## Extracted records
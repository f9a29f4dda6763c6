/// Forecast payload envelope and decoding.
///
/// The API returns one object per requested series, each holding a `time`
/// array plus one parallel array per variable:
///
/// ```text
/// {
///   "latitude": 47.42, "longitude": 10.98, "timezone": "GMT",
///   "hourly":      { "time": ["2024-01-05T00:00", ...], "temperature_2m": [...], ... },
///   "minutely_15": { "time": [...], "wind_speed_10m": [...], ... }
/// }
/// ```
///
/// Decoding never fails. Missing arrays, arrays shorter than `time`,
/// nulls and non-numeric entries all become `None` for that sample;
/// unparsable timestamps drop the sample. Every recovery is logged.

use chrono::{DateTime, Utc};
use serde::Deserialize;
use serde_json::{Map, Value};
use std::collections::BTreeMap;
use tracing::warn;

use crate::model::{parse_timestamp, Sample, SeriesKind};

// Variable names requested from the API, with legacy aliases after the first.
pub const TEMPERATURE_FIELDS: &[&str] = &["temperature_2m"];
pub const WIND_SPEED_FIELDS: &[&str] = &["wind_speed_10m", "windspeed_10m"];
pub const RAIN_FIELDS: &[&str] = &["rain"];
pub const SNOWFALL_FIELDS: &[&str] = &["snowfall"];
pub const WEATHER_CODE_FIELDS: &[&str] = &["weather_code", "weathercode"];
pub const WIND_DIRECTION_FIELDS: &[&str] = &["wind_direction_10m", "winddirection_10m"];
pub const UV_INDEX_FIELDS: &[&str] = &["uv_index"];

/// Variables requested for a series (primary names only).
pub fn requested_variables(series: SeriesKind) -> Vec<&'static str> {
    let mut vars = vec![
        TEMPERATURE_FIELDS[0],
        RAIN_FIELDS[0],
        SNOWFALL_FIELDS[0],
        WIND_SPEED_FIELDS[0],
        WEATHER_CODE_FIELDS[0],
        WIND_DIRECTION_FIELDS[0],
    ];
    if series == SeriesKind::Hourly {
        vars.push(UV_INDEX_FIELDS[0]);
    }
    vars
}

/// One series object: `time` plus the value arrays, kept loosely typed so
/// that a malformed array never rejects the whole payload.
#[derive(Debug, Clone, Default, Deserialize)]
#[serde(transparent)]
pub struct SeriesBlock(pub Map<String, Value>);

impl SeriesBlock {
    fn array(&self, name: &str) -> Option<&Vec<Value>> {
        self.0.get(name).and_then(Value::as_array)
    }

    /// First alias that is present and non-empty.
    fn column(&self, aliases: &[&'static str]) -> Option<(&'static str, &Vec<Value>)> {
        aliases
            .iter()
            .find_map(|name| self.array(name).filter(|a| !a.is_empty()).map(|a| (*name, a)))
    }
}

/// Top-level forecast response.
#[derive(Debug, Clone, Default, Deserialize)]
pub struct ForecastPayload {
    #[serde(default)]
    pub latitude: Option<f64>,
    #[serde(default)]
    pub longitude: Option<f64>,
    #[serde(default)]
    pub elevation: Option<f64>,
    #[serde(default)]
    pub timezone: Option<String>,
    #[serde(default)]
    pub hourly: Option<SeriesBlock>,
    #[serde(default)]
    pub minutely_15: Option<SeriesBlock>,
}

impl ForecastPayload {
    pub fn from_json(json: &str) -> Result<Self, serde_json::Error> {
        serde_json::from_str(json)
    }

    pub fn series(&self, series: SeriesKind) -> Option<&SeriesBlock> {
        match series {
            SeriesKind::Hourly => self.hourly.as_ref(),
            SeriesKind::Minutely15 => self.minutely_15.as_ref(),
        }
    }
}

/// Result of decoding one series.
#[derive(Debug, Clone, Default, PartialEq)]
pub struct DecodedSeries {
    /// Samples in strictly ascending timestamp order, one per timestamp.
    pub samples: Vec<Sample>,
    /// Entries dropped because their timestamp could not be parsed.
    pub dropped_timestamps: usize,
    /// Values present but unusable (non-numeric, non-finite, bad code).
    pub invalid_values: usize,
    /// Entries whose timestamp repeated an earlier one (last one wins).
    pub duplicate_timestamps: usize,
}

struct Decoder<'a> {
    location: &'a str,
    series: SeriesKind,
    invalid: usize,
}

impl Decoder<'_> {
    fn number(&mut self, column: Option<(&'static str, &Vec<Value>)>, i: usize, ts: &DateTime<Utc>) -> Option<f64> {
        let (field, values) = column?;
        let value = values.get(i)?;
        let parsed = match value {
            Value::Null => return None,
            Value::Number(n) => n.as_f64(),
            Value::String(s) => s.trim().parse::<f64>().ok(),
            _ => None,
        };
        match parsed {
            Some(v) if v.is_finite() => Some(v),
            _ => {
                self.invalid += 1;
                warn!(
                    location = self.location,
                    series = %self.series,
                    field,
                    timestamp = %ts,
                    value = %value,
                    "unusable value treated as missing"
                );
                None
            }
        }
    }

    fn code(&mut self, column: Option<(&'static str, &Vec<Value>)>, i: usize, ts: &DateTime<Utc>) -> Option<i32> {
        let field = column.map(|(f, _)| f).unwrap_or("weather_code");
        let v = self.number(column, i, ts)?;
        if v.fract() == 0.0 && v >= f64::from(i32::MIN) && v <= f64::from(i32::MAX) {
            Some(v as i32)
        } else {
            self.invalid += 1;
            warn!(
                location = self.location,
                series = %self.series,
                field,
                timestamp = %ts,
                value = v,
                "weather code is not an integer, treated as missing"
            );
            None
        }
    }
}

/// Decodes one series of `payload` into ordered samples.
///
/// A missing series or missing `time` array yields an empty result.
pub fn decode_series(payload: &ForecastPayload, series: SeriesKind, location: &str) -> DecodedSeries {
    let mut out = DecodedSeries::default();
    let Some(block) = payload.series(series) else {
        return out;
    };
    let Some(times) = block.array("time") else {
        warn!(location, series = %series, "series has no time array");
        return out;
    };

    let temperature = block.column(TEMPERATURE_FIELDS);
    let wind_speed = block.column(WIND_SPEED_FIELDS);
    let rain = block.column(RAIN_FIELDS);
    let snowfall = block.column(SNOWFALL_FIELDS);
    let weather_code = block.column(WEATHER_CODE_FIELDS);
    let wind_direction = block.column(WIND_DIRECTION_FIELDS);
    let uv_index = block.column(UV_INDEX_FIELDS);

    let mut decoder = Decoder { location, series, invalid: 0 };
    let mut by_time: BTreeMap<DateTime<Utc>, Sample> = BTreeMap::new();

    for (i, raw) in times.iter().enumerate() {
        let Some(ts) = raw.as_str().and_then(parse_timestamp) else {
            out.dropped_timestamps += 1;
            warn!(location, series = %series, index = i, value = %raw, "unparsable timestamp, sample dropped");
            continue;
        };

        let sample = Sample {
            timestamp: ts,
            temperature: decoder.number(temperature, i, &ts),
            wind_speed: decoder.number(wind_speed, i, &ts),
            rain: decoder.number(rain, i, &ts),
            snowfall: decoder.number(snowfall, i, &ts),
            weather_code: decoder.code(weather_code, i, &ts),
            wind_direction: decoder.number(wind_direction, i, &ts),
            uv_index: decoder.number(uv_index, i, &ts),
        };

        if by_time.insert(ts, sample).is_some() {
            out.duplicate_timestamps += 1;
            warn!(location, series = %series, timestamp = %ts, "duplicate timestamp, keeping the later entry");
        }
    }

    out.invalid_values = decoder.invalid;
    out.samples = by_time.into_values().collect();
    out
}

## ACTIVITY
The answer is a single number: how many lines in the data above hold the string "plus".

## TASK ANSWER
2